> [Provided records]
- - - -
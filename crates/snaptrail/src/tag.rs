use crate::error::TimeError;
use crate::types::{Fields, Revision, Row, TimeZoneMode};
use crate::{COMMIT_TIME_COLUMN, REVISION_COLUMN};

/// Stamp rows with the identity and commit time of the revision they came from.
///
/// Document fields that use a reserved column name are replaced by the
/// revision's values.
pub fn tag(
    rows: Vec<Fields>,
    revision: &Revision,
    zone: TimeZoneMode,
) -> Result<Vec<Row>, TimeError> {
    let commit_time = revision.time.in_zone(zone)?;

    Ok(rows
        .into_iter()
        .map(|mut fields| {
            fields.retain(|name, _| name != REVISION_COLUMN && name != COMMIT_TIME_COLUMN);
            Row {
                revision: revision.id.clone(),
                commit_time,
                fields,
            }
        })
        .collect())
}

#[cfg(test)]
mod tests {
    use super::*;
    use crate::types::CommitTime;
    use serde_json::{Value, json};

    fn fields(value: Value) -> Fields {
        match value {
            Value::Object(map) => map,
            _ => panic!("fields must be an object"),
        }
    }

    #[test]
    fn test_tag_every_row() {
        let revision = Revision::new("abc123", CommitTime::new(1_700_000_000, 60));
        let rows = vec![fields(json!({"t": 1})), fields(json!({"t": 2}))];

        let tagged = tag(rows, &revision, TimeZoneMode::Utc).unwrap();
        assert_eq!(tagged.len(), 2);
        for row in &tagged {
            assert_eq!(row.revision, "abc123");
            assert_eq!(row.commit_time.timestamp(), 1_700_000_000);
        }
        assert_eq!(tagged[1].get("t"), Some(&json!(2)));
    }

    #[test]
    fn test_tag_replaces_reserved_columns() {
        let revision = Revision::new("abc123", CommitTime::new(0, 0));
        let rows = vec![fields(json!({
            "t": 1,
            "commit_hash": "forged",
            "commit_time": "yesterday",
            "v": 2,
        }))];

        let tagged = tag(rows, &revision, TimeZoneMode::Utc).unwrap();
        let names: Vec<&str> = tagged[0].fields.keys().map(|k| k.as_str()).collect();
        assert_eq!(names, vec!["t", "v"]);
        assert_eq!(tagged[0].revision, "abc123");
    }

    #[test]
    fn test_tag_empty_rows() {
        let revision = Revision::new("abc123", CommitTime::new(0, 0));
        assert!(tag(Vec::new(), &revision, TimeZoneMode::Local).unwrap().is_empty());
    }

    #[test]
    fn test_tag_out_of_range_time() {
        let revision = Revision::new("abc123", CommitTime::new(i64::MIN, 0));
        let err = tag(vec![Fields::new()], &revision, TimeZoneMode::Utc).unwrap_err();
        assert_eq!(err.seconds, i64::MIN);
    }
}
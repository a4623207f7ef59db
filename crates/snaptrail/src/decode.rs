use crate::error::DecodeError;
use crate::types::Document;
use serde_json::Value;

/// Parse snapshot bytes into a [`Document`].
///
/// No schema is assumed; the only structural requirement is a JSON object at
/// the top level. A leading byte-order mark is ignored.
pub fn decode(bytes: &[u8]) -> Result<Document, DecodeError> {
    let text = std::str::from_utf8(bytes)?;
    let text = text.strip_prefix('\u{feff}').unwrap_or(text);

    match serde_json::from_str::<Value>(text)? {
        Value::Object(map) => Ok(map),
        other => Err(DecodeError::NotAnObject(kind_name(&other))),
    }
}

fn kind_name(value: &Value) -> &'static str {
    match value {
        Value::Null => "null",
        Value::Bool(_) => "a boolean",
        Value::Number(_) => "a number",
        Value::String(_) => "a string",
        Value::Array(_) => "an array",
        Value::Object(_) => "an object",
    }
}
- - - -
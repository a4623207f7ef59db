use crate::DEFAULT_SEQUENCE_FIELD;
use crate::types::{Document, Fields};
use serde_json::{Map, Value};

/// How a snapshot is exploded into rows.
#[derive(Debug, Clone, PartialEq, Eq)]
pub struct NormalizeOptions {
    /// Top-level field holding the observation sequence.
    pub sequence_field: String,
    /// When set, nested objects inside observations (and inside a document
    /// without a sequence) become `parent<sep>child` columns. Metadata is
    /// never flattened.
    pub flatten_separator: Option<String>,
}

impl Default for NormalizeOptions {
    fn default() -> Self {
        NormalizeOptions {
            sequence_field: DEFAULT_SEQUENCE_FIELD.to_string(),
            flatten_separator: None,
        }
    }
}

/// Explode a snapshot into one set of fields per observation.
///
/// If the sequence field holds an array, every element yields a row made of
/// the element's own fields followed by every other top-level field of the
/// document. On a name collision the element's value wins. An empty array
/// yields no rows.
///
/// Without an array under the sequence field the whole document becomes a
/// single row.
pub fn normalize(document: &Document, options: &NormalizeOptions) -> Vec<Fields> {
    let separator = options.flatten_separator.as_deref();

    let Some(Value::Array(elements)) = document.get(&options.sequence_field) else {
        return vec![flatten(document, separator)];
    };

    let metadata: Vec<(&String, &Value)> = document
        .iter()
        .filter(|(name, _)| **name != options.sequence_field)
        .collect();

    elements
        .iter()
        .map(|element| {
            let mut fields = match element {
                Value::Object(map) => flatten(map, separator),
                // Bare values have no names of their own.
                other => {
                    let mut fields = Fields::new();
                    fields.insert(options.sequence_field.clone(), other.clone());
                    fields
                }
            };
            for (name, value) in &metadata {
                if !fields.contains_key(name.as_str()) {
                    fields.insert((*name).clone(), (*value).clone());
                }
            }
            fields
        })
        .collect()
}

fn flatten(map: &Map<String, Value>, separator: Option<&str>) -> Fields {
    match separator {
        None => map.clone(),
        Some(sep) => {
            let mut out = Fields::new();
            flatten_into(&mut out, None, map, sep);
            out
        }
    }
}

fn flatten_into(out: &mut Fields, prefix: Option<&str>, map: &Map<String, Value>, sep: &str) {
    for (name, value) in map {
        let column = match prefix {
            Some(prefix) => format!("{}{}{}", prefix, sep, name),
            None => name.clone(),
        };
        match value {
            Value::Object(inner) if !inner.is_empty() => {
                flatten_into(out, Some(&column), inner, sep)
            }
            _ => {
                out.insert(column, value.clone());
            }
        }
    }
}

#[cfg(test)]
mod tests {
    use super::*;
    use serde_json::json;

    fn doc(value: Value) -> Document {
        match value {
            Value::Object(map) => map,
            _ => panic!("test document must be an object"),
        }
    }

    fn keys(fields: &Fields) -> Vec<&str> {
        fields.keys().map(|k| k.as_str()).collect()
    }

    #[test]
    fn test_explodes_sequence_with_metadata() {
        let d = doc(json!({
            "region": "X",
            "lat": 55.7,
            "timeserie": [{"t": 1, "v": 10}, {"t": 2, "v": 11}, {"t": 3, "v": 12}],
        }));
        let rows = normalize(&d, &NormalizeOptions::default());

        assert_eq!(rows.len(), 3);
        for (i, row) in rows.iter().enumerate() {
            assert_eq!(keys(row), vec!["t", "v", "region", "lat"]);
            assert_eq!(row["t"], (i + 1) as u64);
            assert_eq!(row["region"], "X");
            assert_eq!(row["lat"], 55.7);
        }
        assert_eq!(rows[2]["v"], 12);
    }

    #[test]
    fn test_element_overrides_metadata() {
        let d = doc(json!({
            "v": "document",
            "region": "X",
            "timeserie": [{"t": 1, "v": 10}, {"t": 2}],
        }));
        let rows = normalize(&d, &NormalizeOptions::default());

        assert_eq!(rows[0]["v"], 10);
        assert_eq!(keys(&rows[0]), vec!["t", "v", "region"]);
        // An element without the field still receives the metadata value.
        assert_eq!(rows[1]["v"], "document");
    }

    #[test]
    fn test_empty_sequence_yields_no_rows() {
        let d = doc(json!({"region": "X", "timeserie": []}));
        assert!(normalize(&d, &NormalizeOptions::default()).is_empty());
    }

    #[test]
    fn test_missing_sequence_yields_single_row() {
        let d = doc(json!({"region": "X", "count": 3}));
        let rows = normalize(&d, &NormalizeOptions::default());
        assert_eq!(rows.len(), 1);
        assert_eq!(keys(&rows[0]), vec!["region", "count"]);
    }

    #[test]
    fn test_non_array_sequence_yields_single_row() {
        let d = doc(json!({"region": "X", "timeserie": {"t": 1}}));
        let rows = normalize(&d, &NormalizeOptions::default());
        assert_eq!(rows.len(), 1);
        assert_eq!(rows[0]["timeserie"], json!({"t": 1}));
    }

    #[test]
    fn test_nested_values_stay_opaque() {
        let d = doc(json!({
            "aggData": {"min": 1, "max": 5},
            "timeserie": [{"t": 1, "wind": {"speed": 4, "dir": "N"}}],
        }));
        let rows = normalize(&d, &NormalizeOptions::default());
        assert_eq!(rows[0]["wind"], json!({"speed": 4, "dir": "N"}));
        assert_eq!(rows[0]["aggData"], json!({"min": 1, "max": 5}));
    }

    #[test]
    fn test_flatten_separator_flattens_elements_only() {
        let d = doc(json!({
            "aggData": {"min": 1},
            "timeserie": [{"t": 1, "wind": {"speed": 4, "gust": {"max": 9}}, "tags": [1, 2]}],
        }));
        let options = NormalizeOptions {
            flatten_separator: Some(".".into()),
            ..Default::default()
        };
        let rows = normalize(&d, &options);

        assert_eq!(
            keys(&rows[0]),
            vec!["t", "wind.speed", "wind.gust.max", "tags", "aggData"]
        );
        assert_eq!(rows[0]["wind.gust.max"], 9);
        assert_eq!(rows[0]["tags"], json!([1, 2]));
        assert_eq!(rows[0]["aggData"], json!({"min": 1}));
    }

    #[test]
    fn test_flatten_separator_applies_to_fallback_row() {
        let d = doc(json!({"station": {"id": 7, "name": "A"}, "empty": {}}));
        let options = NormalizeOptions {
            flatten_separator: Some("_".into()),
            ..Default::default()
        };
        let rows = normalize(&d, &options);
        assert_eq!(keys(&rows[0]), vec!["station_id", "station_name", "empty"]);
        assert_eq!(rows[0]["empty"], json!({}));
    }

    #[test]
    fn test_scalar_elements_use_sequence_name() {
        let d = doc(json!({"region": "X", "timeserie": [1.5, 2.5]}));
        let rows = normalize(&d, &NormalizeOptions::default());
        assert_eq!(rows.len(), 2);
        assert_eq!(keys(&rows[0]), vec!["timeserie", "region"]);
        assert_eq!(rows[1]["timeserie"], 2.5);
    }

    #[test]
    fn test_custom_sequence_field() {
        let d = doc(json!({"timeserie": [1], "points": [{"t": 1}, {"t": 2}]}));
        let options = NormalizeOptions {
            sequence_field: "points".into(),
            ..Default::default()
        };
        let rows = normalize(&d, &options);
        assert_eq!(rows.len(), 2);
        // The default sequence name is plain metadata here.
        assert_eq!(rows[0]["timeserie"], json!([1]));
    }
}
- - - -
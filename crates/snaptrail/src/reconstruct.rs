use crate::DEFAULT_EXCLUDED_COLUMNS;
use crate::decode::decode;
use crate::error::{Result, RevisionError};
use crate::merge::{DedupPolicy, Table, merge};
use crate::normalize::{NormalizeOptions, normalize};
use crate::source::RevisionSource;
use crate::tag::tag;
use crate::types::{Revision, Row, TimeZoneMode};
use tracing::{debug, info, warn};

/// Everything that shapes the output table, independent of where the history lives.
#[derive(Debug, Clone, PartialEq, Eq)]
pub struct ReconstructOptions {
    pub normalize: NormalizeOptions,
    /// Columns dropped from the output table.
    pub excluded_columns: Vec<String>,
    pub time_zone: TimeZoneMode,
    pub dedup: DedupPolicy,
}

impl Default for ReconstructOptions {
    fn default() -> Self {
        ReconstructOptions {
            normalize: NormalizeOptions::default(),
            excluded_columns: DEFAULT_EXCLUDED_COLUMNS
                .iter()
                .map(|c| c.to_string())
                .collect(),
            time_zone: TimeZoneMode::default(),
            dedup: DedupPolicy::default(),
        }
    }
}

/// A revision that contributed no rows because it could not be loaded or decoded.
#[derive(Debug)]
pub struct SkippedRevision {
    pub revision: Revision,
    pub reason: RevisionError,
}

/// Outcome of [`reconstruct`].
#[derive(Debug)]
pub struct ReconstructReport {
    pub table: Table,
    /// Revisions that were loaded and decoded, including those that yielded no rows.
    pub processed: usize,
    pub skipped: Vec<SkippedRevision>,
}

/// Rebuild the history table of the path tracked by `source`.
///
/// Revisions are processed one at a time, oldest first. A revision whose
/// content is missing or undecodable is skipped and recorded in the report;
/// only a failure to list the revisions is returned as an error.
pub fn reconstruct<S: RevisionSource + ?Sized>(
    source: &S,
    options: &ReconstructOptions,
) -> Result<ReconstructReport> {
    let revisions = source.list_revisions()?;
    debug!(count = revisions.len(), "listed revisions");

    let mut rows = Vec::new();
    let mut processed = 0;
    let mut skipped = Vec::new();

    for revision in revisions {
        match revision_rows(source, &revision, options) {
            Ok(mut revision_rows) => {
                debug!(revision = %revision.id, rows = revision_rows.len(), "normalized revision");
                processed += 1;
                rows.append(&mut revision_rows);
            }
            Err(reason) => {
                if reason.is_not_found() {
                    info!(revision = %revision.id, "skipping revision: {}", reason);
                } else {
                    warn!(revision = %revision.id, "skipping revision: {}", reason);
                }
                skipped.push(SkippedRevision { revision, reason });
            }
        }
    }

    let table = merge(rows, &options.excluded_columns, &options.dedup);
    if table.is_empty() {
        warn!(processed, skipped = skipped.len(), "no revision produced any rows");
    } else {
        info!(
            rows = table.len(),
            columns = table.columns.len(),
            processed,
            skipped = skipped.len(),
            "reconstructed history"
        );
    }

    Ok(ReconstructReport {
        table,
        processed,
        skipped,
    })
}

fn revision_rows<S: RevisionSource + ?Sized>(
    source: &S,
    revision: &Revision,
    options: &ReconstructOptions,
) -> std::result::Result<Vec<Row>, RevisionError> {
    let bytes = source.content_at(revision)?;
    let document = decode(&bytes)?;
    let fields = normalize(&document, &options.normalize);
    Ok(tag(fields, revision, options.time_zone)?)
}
- - - -
Search the records above for the string "merge". Copy every line that contains it.

use crate::merge::{DedupPolicy, Table, merge};
    let table = merge(rows, &options.excluded_columns, &options.dedup);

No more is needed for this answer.